//! Read-only model contracts and the in-memory model arena
//!
//! The reconciliation core only reads types and schemas through
//! [`TypeRepository`] and configurations through [`ConfigurationRepository`].
//! [`ProductModel`] is the arena implementation used by tests and the CLI;
//! hosts with their own model plug in by implementing the traits.

use crate::configuration::ProductConfiguration;
use crate::error::ModelError;
use crate::name::QualifiedName;
use crate::product_type::{ProductType, Schema};
use indexmap::IndexMap;

/// Lookup of product types and schemas by name
pub trait TypeRepository {
    /// Product type by name
    fn find_type(&self, name: &QualifiedName) -> Option<&ProductType>;

    /// Schema by name
    fn find_schema(&self, name: &QualifiedName) -> Option<&Schema>;

    /// Resolve the declared supertype of `ty`
    ///
    /// `None` both for root types and for dangling supertype references.
    fn resolve_supertype(&self, ty: &ProductType) -> Option<&ProductType> {
        ty.supertype().and_then(|name| self.find_type(name))
    }

    /// Resolve the schema configured by `ty`
    fn resolve_configured_schema(&self, ty: &ProductType) -> Option<&Schema> {
        ty.configured_schema().and_then(|name| self.find_schema(name))
    }
}

/// Lookup of product configurations by identifier
pub trait ConfigurationRepository {
    /// Configuration by identifier
    fn find_configuration(&self, id: &QualifiedName) -> Option<&ProductConfiguration>;
}

/// In-memory arena of schemas, types and configurations
///
/// Iteration order is insertion order.
#[derive(Debug, Clone, Default)]
pub struct ProductModel {
    schemas: IndexMap<QualifiedName, Schema>,
    types: IndexMap<QualifiedName, ProductType>,
    configurations: IndexMap<QualifiedName, ProductConfiguration>,
}

impl ProductModel {
    /// Create empty model
    #[inline]
    #[must_use]
    pub fn new() -> Self {
        Self::default()
    }

    /// Register a schema
    ///
    /// # Errors
    /// Returns error if a schema of that name exists
    pub fn insert_schema(&mut self, schema: Schema) -> Result<(), ModelError> {
        if self.schemas.contains_key(schema.name()) {
            return Err(ModelError::DuplicateName {
                element: "schema",
                name: schema.name().clone(),
            });
        }
        self.schemas.insert(schema.name().clone(), schema);
        Ok(())
    }

    /// Register a product type
    ///
    /// # Errors
    /// Returns error if a type of that name exists or the type breaks its
    /// uniqueness invariants
    pub fn insert_type(&mut self, ty: ProductType) -> Result<(), ModelError> {
        ty.check_invariants()?;
        if self.types.contains_key(ty.name()) {
            return Err(ModelError::DuplicateName {
                element: "product type",
                name: ty.name().clone(),
            });
        }
        self.types.insert(ty.name().clone(), ty);
        Ok(())
    }

    /// Register a product configuration
    ///
    /// # Errors
    /// Returns error if a configuration with that id exists or it holds two
    /// values for one property
    pub fn insert_configuration(
        &mut self,
        configuration: ProductConfiguration,
    ) -> Result<(), ModelError> {
        configuration.check_invariants()?;
        if self.configurations.contains_key(configuration.id()) {
            return Err(ModelError::DuplicateName {
                element: "configuration",
                name: configuration.id().clone(),
            });
        }
        self.configurations
            .insert(configuration.id().clone(), configuration);
        Ok(())
    }

    /// All schemas
    pub fn schemas(&self) -> impl Iterator<Item = &Schema> {
        self.schemas.values()
    }

    /// All product types
    pub fn types(&self) -> impl Iterator<Item = &ProductType> {
        self.types.values()
    }

    /// All configurations
    pub fn configurations(&self) -> impl Iterator<Item = &ProductConfiguration> {
        self.configurations.values()
    }

    /// Mutable product type (schema evolution)
    pub fn type_mut(&mut self, name: &QualifiedName) -> Option<&mut ProductType> {
        self.types.get_mut(name)
    }

    /// Mutable configuration (fix application, external editing)
    pub fn configuration_mut(&mut self, id: &QualifiedName) -> Option<&mut ProductConfiguration> {
        self.configurations.get_mut(id)
    }

    /// Number of configurations
    #[inline]
    #[must_use]
    pub fn configuration_count(&self) -> usize {
        self.configurations.len()
    }
}

impl TypeRepository for ProductModel {
    fn find_type(&self, name: &QualifiedName) -> Option<&ProductType> {
        self.types.get(name)
    }

    fn find_schema(&self, name: &QualifiedName) -> Option<&Schema> {
        self.schemas.get(name)
    }
}

impl ConfigurationRepository for ProductModel {
    fn find_configuration(&self, id: &QualifiedName) -> Option<&ProductConfiguration> {
        self.configurations.get(id)
    }
}

#[cfg(test)]
mod tests {
    use super::*;
    use crate::property::{PropertyKind, PropertyValue};
    use crate::Payload;

    fn name(s: &str) -> QualifiedName {
        QualifiedName::parse(s).unwrap()
    }

    #[test]
    fn model_resolves_supertype() {
        let mut model = ProductModel::new();
        model.insert_type(ProductType::new(name("Base"))).unwrap();
        model
            .insert_type(ProductType::new(name("Sub")).with_supertype(name("Base")))
            .unwrap();
        model
            .insert_type(ProductType::new(name("Dangling")).with_supertype(name("Missing")))
            .unwrap();

        let sub = model.find_type(&name("Sub")).unwrap();
        assert_eq!(model.resolve_supertype(sub).unwrap().name(), &name("Base"));

        let dangling = model.find_type(&name("Dangling")).unwrap();
        assert!(model.resolve_supertype(dangling).is_none());
    }

    #[test]
    fn model_rejects_duplicates() {
        let mut model = ProductModel::new();
        model.insert_type(ProductType::new(name("Base"))).unwrap();
        let result = model.insert_type(ProductType::new(name("Base")));
        assert!(matches!(result, Err(ModelError::DuplicateName { .. })));
    }

    #[test]
    fn model_rejects_configuration_breaking_invariant() {
        let json = r#"{
            "id": "Policy2024",
            "product_type": "Policy",
            "values": [
                {"name": "premium", "kind": "VALUE", "datatype": "Decimal"},
                {"name": "premium", "kind": "VALUE", "datatype": "Decimal"}
            ]
        }"#;
        let config: ProductConfiguration = serde_json::from_str(json).unwrap();
        let mut model = ProductModel::new();
        assert!(model.insert_configuration(config).is_err());
    }

    #[test]
    fn model_configuration_mut() {
        let mut model = ProductModel::new();
        model
            .insert_configuration(ProductConfiguration::new(name("Policy2024"), name("Policy")))
            .unwrap();
        model
            .configuration_mut(&name("Policy2024"))
            .unwrap()
            .add_property_value(PropertyValue::new(
                "premium",
                PropertyKind::Value,
                "Decimal",
                Payload::Empty,
            ))
            .unwrap();
        let config = model.find_configuration(&name("Policy2024")).unwrap();
        assert_eq!(config.property_values().len(), 1);
        assert_eq!(model.configuration_count(), 1);
    }
}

■ About this task:
Repeat the lines from the first one in the records through the line containing "type by name", exactly as written, and nothing else.

■ Task response:
//! Read-only model contracts and the in-memory model arena
//!
//! The reconciliation core only reads types and schemas through
//! [`TypeRepository`] and configurations through [`ConfigurationRepository`].
//! [`ProductModel`] is the arena implementation used by tests and the CLI;
//! hosts with their own model plug in by implementing the traits.

use crate::configuration::ProductConfiguration;
use crate::error::ModelError;
use crate::name::QualifiedName;
use crate::product_type::{ProductType, Schema};
use indexmap::IndexMap;

/// Lookup of product types and schemas by name
pub trait TypeRepository {
    /// Product type by name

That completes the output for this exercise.